Dorothee Elmingers »Aus der Zuckerfabrik« ist ein magisches Gedanken- und Erlebenslabyrinth, in dem selbst souveräne Leser:innen die Übersicht verlieren.
»Es ist mein Körper, der da liegt, zwischen den verstreuten Dingen anderer, der zutiefst verwickelt ist in alles, was passiert, und das, was ich zuvor als Material abgelegt habe«, notiert sich die Erzählerin von Dorothee Elmingers viel gelobter Montage »Aus der Zuckerfabrik«. Vielleicht ist das der Satz, der die Haltung dieser Erzählerin – von der gar nicht so genau klar ist, ob sie überhaupt erzählt oder ob wir sie nicht eher auf einer Reise begleiten – spiegelt.

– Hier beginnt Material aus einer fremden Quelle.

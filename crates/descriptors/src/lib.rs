//! Identity records for rust-usb-msd
//!
//! This crate defines the serializable identity of a matched USB mass-storage
//! interface: the device, interface, and endpoint descriptors that a session
//! is bound to. It provides type-safe record definitions,
//! serialization/deserialization using postcard, and record versioning.
//!
//! Live OS resources (open connections, claimed interfaces) are never part of
//! a record. A session rebuilt from a record always starts uninitialized and
//! must be initialized again on the receiving side.
//!
//! # Example
//!
//! ```
//! use descriptors::{
//!     CURRENT_VERSION, DeviceInfo, DeviceSpeed, EndpointInfo, EndpointPair, InterfaceInfo,
//!     SessionRecord, TransferKind, consts, decode_record, encode_record,
//! };
//!
//! let bulk_in = EndpointInfo {
//!     address: 0x81,
//!     transfer: TransferKind::Bulk,
//!     max_packet_size: 512,
//! };
//! let bulk_out = EndpointInfo {
//!     address: 0x02,
//!     transfer: TransferKind::Bulk,
//!     max_packet_size: 512,
//! };
//!
//! let record = SessionRecord {
//!     version: CURRENT_VERSION,
//!     device: DeviceInfo {
//!         vendor_id: 0x0781,
//!         product_id: 0x5567,
//!         bus_number: 1,
//!         device_address: 4,
//!         manufacturer: Some("SanDisk".to_string()),
//!         product: Some("Cruzer Blade".to_string()),
//!         serial_number: None,
//!         class: 0,
//!         subclass: 0,
//!         protocol: 0,
//!         speed: DeviceSpeed::High,
//!         num_configurations: 1,
//!     },
//!     interface: InterfaceInfo {
//!         number: 0,
//!         alternate_setting: 0,
//!         class: consts::MASS_STORAGE_CLASS,
//!         subclass: consts::SUBCLASS_SCSI_TRANSPARENT,
//!         protocol: consts::PROTOCOL_BULK_ONLY,
//!         endpoints: vec![bulk_in, bulk_out],
//!     },
//!     endpoints: EndpointPair { bulk_in, bulk_out },
//! };
//!
//! // Serialize
//! let bytes = encode_record(&record).unwrap();
//!
//! // Deserialize
//! let decoded = decode_record(&bytes).unwrap();
//! assert_eq!(decoded.version, CURRENT_VERSION);
//! assert_eq!(decoded.device.vendor_id, 0x0781);
//! ```
//!
//! # Framed Records
//!
//! For file or stream transport, records can be length-prefixed and
//! CRC-protected with [`encode_framed`]/[`decode_framed`].

pub mod codec;
pub mod consts;
pub mod error;
pub mod record;
pub mod types;
pub mod version;

pub use codec::{
    MAX_RECORD_SIZE, compute_checksum, decode_framed, decode_record, encode_framed, encode_record,
    read_framed, validate_version, verify_checksum, write_framed,
};
pub use error::{RecordError, Result};
pub use record::SessionRecord;
pub use types::{
    DeviceInfo, DeviceSpeed, EndpointDirection, EndpointInfo, EndpointPair, InterfaceInfo,
    TransferKind,
};
pub use version::{CURRENT_VERSION, RecordVersion};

Man kann sie sich fast plastisch vorstellen, wie sie da liegt, ausgestreckt auf dem Boden, noch von der Süße der Sexualität benommen und doch schon mitten in dem Material, das sie umgibt. Material von der Geschichte des Zuckers, die unweigerlich eine Geschichte der Sklaverei ist. Die zweifelsohne mit der Geschichte des Kapitalismus verbunden ist. Dessen Reflektion zwangsläufig in die Soziologie führen muss. Die angesichts der Gegenwart den Rassismus unserer Tage nicht ausblenden kann.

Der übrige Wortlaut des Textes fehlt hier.